Saved entries
//! Title slugification for detail page links.
//!
//! The slug is the last path segment of `{base}/app/nos-actualites/{id}/{slug}`
//! and must match what the site itself generates, so the steps below run in a
//! fixed order and are not normalised further. In particular a second pass
//! over an existing slug is not guaranteed to be a no-op.

use once_cell::sync::Lazy;
use regex::Regex;

/// Characters replaced before anything else. Position `i` maps to `TRANSLIT_TO[i]`.
const TRANSLIT_FROM: &str = "ãàáäâẽèéëêìíïîõòóöôùúüûñç·/_,:;";
const TRANSLIT_TO: &str = "aaaaaeeeeeiiiiooooouuuunc------";

static WHITESPACE_RUN: Lazy<Regex> = Lazy::new(|| Regex::new(r"\s+").unwrap());
// ASCII-only word class; `\w` in `regex` is Unicode-aware.
static NON_SLUG_CHARS: Lazy<Regex> = Lazy::new(|| Regex::new(r"[^A-Za-z0-9_\-]+").unwrap());
static HYPHEN_RUN: Lazy<Regex> = Lazy::new(|| Regex::new(r"-{2,}").unwrap());

fn transliterate(c: char) -> char {
    TRANSLIT_FROM
        .chars()
        .position(|from| from == c)
        .and_then(|i| TRANSLIT_TO.chars().nth(i))
        .unwrap_or(c)
}

/// Convert a news title into the URL segment used by the site.
///
/// Steps, in order:
/// 1. replace accented lower-case letters and `·/_,:;` using a fixed table
/// 2. lower-case
/// 3. trim
/// 4. whitespace runs become `_`
/// 5. `&` becomes `-y-`
/// 6. drop everything outside `[A-Za-z0-9_-]`
/// 7. runs of two or more `-` become `_`
///
/// Upper-case accented letters are not in the table, so they are lower-cased
/// after step 1 and then dropped in step 6.
///
/// # Examples
///
/// ```ignore
/// assert_eq!(slugify("Big News!"), "big_news");
/// assert_eq!(slugify("Crème brûlée"), "creme_brulee");
/// ```
pub fn slugify(text: &str) -> String {
    let transliterated: String = text.chars().map(transliterate).collect();
    let lowered = transliterated.to_lowercase();
    let spaced = WHITESPACE_RUN.replace_all(lowered.trim(), "_");
    let anded = spaced.replace('&', "-y-");
    let stripped = NON_SLUG_CHARS.replace_all(&anded, "");
    HYPHEN_RUN.replace_all(&stripped, "_").into_owned()
}
//! Command-line interface definitions for the news widget.
//!
//! Every flag maps onto a [`WidgetConfig`] field and overrides the value from
//! the optional YAML file given with `--config`.

use crate::config::WidgetConfig;
use crate::query::SortOrder;
use clap::Parser;
use std::path::PathBuf;

/// Command-line arguments for the news widget.
///
/// # Examples
///
/// ```sh
/// # Render to stdout
/// news_widget --base-url https://api.example.com
///
/// # French dates, custom placeholder, written to a file
/// news_widget -b https://api.example.com --locale fr-FR \
///     --default-image ./styles/news-default.jpg -o public/news.html
///
/// # Everything from a config file
/// news_widget --config widget.yaml
/// ```
#[derive(Parser, Debug)]
#[command(author, version, about)]
pub struct Cli {
    /// Backend root URL; also the root of the detail page links
    #[arg(short, long, env = "NEWS_WIDGET_BASE_URL")]
    pub base_url: Option<String>,

    /// Optional path to a YAML config file
    #[arg(short, long)]
    pub config: Option<PathBuf>,

    /// Write the HTML here instead of stdout
    #[arg(short, long)]
    pub output: Option<PathBuf>,

    /// Number of items to request
    #[arg(long)]
    pub limit: Option<u32>,

    /// Number of items to skip
    #[arg(long)]
    pub offset: Option<u32>,

    /// Publish date ordering
    #[arg(long, value_enum)]
    pub order_by: Option<SortOrder>,

    /// Restrict the feed to one target
    #[arg(long)]
    pub target_id: Option<String>,

    /// Locale tag for dates (defaults to LC_ALL / LC_TIME / LANG)
    #[arg(long, env = "NEWS_WIDGET_LOCALE")]
    pub locale: Option<String>,

    /// Header image for items without one
    #[arg(long)]
    pub default_image: Option<String>,

    /// HTML-escape title, message and image URL (`--escape-html false` turns
    /// off a config file's `escape-html: true`)
    #[arg(long, num_args = 0..=1, default_missing_value = "true", value_name = "BOOL")]
    pub escape_html: Option<bool>,

    /// User-Agent header sent to the backend
    #[arg(long)]
    pub user_agent: Option<String>,

    /// Referer header sent to the backend
    #[arg(long)]
    pub referer: Option<String>,

    /// Origin header sent to the backend
    #[arg(long)]
    pub origin: Option<String>,

    /// Emit only the card container, without the <style> block
    #[arg(long)]
    pub fragment_only: bool,
}

impl Cli {
    /// The subset of configuration given on the command line.
    pub fn overrides(&self) -> WidgetConfig {
        WidgetConfig {
            base_url: self.base_url.clone(),
            limit: self.limit,
            offset: self.offset,
            order_by: self.order_by,
            target_id: self.target_id.clone(),
            locale: self.locale.clone(),
            default_image: self.default_image.clone(),
            escape_html: self.escape_html,
            user_agent: self.user_agent.clone(),
            referer: self.referer.clone(),
            origin: self.origin.clone(),
        }
    }
}

#[cfg(test)]
mod tests {
    use super::*;

    #[test]
    fn test_cli_parsing() {
        let cli = Cli::parse_from([
            "news_widget",
            "--base-url",
            "https://api.example.com",
            "--output",
            "./public/news.html",
        ]);

        assert_eq!(cli.base_url.as_deref(), Some("https://api.example.com"));
        assert_eq!(cli.output, Some(PathBuf::from("./public/news.html")));
        assert!(!cli.fragment_only);
    }

    #[test]
    fn test_cli_short_flags() {
        let cli = Cli::parse_from([
            "news_widget",
            "-b",
            "https://api.example.com",
            "-c",
            "widget.yaml",
            "-o",
            "/tmp/news.html",
        ]);

        assert_eq!(cli.config, Some(PathBuf::from("widget.yaml")));
        assert_eq!(cli.output, Some(PathBuf::from("/tmp/news.html")));
    }

    #[test]
    fn test_overrides_only_set_fields() {
        let cli = Cli::parse_from([
            "news_widget",
            "--limit",
            "6",
            "--order-by",
            "asc",
            "--escape-html",
        ]);
        let overrides = cli.overrides();

        assert_eq!(overrides.limit, Some(6));
        assert_eq!(overrides.order_by, Some(SortOrder::Asc));
        assert_eq!(overrides.escape_html, Some(true));
        assert_eq!(overrides.offset, None);
        assert_eq!(overrides.referer, None);
    }

    #[test]
    fn test_escape_flag_absent_leaves_file_value() {
        let cli = Cli::parse_from(["news_widget"]);
        let file = WidgetConfig {
            escape_html: Some(true),
            ..WidgetConfig::default()
        };
        assert_eq!(file.merge(cli.overrides()).escape_html, Some(true));
    }

    #[test]
    fn test_escape_flag_false_overrides_file_value() {
        let file = WidgetConfig {
            escape_html: Some(true),
            ..WidgetConfig::default()
        };
        for args in [
            &["news_widget", "--escape-html", "false"][..],
            &["news_widget", "--escape-html=false"][..],
        ] {
            let cli = Cli::parse_from(args.iter().copied());
            assert_eq!(cli.escape_html, Some(false));
            assert_eq!(file.clone().merge(cli.overrides()).escape_html, Some(false));
        }
    }

    #[test]
    fn test_order_by_uses_query_sort_order() {
        let cli = Cli::parse_from(["news_widget", "--order-by", "desc"]);
        assert_eq!(cli.order_by, Some(SortOrder::Desc));
        assert_eq!(cli.overrides().order_by.map(SortOrder::as_str), Some("desc"));
        assert!(Cli::try_parse_from(["news_widget", "--order-by", "newest"]).is_err());
    }
}
//! Error type shared by the widget modules.
//!
//! Every failure the widget can hit while configuring, fetching or writing
//! is one variant of [`WidgetError`]. The binary converts it into a
//! `Box<dyn Error>` at the top level.

use std::path::PathBuf;

/// Failures raised while configuring, fetching or emitting the widget.
#[derive(Debug, thiserror::Error)]
pub enum WidgetError {
    /// No `base-url` was supplied by the embedding page / CLI / config file.
    #[error("missing 'base-url' attribute")]
    MissingBaseUrl,

    #[error("invalid base-url {url:?}: {source}")]
    InvalidBaseUrl {
        url: String,
        #[source]
        source: url::ParseError,
    },

    #[error("news request failed: {0}")]
    Request(#[from] reqwest::Error),

    /// The body was not JSON, or an item inside it did not match [`crate::models::NewsItem`].
    #[error("failed to decode news response: {0}")]
    Json(#[from] serde_json::Error),

    #[error("news response has no `{0}` field")]
    MissingField(&'static str),

    #[error("failed to load config file {path}: {reason}", path = path.display())]
    Config { path: PathBuf, reason: String },

    #[error("failed to write output: {0}")]
    Io(#[from] std::io::Error),
}
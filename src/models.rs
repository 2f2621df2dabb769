//! Data models for the news feed returned by the backend API.
//!
//! - [`NewsItem`]: one record from `data.newsfeeds.data`
//! - [`NewsId`]: identifier, which the backend sends as either a number or a string
//! - [`PublishAt`]: publish timestamp, usually an ISO-8601 string or epoch milliseconds
//!
//! Items are read-only once decoded; the renderer only borrows them.

use serde::{Deserialize, Serialize};
use std::fmt;

/// JSON pointer to the item list inside the response envelope
/// `{ "data": { "newsfeeds": { "data": [...] } } }`.
pub const NEWS_DATA_POINTER: &str = "/data/newsfeeds/data";

/// Dotted form of [`NEWS_DATA_POINTER`], used in diagnostics.
pub const NEWS_DATA_PATH: &str = "data.newsfeeds.data";

/// A single news item as served by the backend.
///
/// Unknown fields are ignored so the widget keeps working when the backend
/// adds columns.
#[derive(Debug, Clone, PartialEq, Deserialize, Serialize)]
pub struct NewsItem {
    /// Identifier used in the detail page link.
    pub id: NewsId,
    /// Headline, rendered verbatim and slugified for the link.
    pub title: String,
    /// Body text. May contain markup.
    #[serde(default)]
    pub message: Option<String>,
    /// Header background image. Absent, null and empty all mean "use the default".
    #[serde(default)]
    pub img_url: Option<String>,
    /// Absent or null renders as an invalid date; the card is still shown.
    #[serde(default)]
    pub publish_at: Option<PublishAt>,
}

impl NewsItem {
    /// The image to show in the card header, falling back to `default` when
    /// `img_url` is absent or empty.
    pub fn image_or<'a>(&'a self, default: &'a str) -> &'a str {
        match self.img_url.as_deref() {
            Some(url) if !url.is_empty() => url,
            _ => default,
        }
    }

    pub fn message_text(&self) -> &str {
        self.message.as_deref().unwrap_or_default()
    }
}

/// News identifier. The backend is not consistent about its type.
#[derive(Debug, Clone, PartialEq, Eq, Deserialize, Serialize)]
#[serde(untagged)]
pub enum NewsId {
    Number(i64),
    Text(String),
}

impl fmt::Display for NewsId {
    fn fmt(&self, f: &mut fmt::Formatter<'_>) -> fmt::Result {
        match self {
            NewsId::Number(n) => write!(f, "{n}"),
            NewsId::Text(s) => f.write_str(s),
        }
    }
}

/// Raw publish timestamp. Interpretation lives in [`crate::dates`].
///
/// Any JSON value is accepted so one odd item never fails the whole feed.
#[derive(Debug, Clone, PartialEq, Deserialize, Serialize)]
#[serde(untagged)]
pub enum PublishAt {
    /// Milliseconds since the Unix epoch.
    EpochMillis(i64),
    /// Fractional milliseconds since the Unix epoch.
    FractionalMillis(f64),
    /// ISO-8601 / RFC 3339 text.
    Text(String),
    /// Booleans, objects, arrays: never a valid date.
    Other(serde_json::Value),
}
//! Small helpers: log truncation and the viewer's locale/offset.

use chrono::{FixedOffset, Local, Offset};
use tracing::debug;

/// Truncate a string for logging purposes.
///
/// Long strings are cut to at most `max` bytes (on a character boundary)
/// with an ellipsis and the number of dropped bytes appended.
///
/// # Examples
///
/// ```ignore
/// assert_eq!(truncate_for_log("short", 100), "short");
/// assert_eq!(truncate_for_log(&"a".repeat(500), 10), "aaaaaaaaaa…(+490 bytes)");
/// ```
pub fn truncate_for_log(s: &str, max: usize) -> String {
    if s.len() <= max {
        return s.to_string();
    }
    let mut cut = max;
    while !s.is_char_boundary(cut) {
        cut -= 1;
    }
    format!("{}…(+{} bytes)", &s[..cut], s.len() - cut)
}

/// Locale tag of the current process, read from `LC_ALL`, `LC_TIME` then `LANG`.
pub fn system_locale() -> Option<String> {
    ["LC_ALL", "LC_TIME", "LANG"]
        .iter()
        .filter_map(|key| std::env::var(key).ok())
        .find(|value| !value.trim().is_empty())
}

/// UTC offset of the local timezone right now.
pub fn local_utc_offset() -> FixedOffset {
    let offset = Local::now().offset().fix();
    debug!(%offset, "Resolved local UTC offset");
    offset
}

TASK DESCRIPTION. From the line that contains "let offset = Local::now().offset().fix();" down to the last line above, print each line exactly as it appears.

OUTPUT OF THE TASK.
    let offset = Local::now().offset().fix();
    debug!(%offset, "Resolved local UTC offset");
    offset
}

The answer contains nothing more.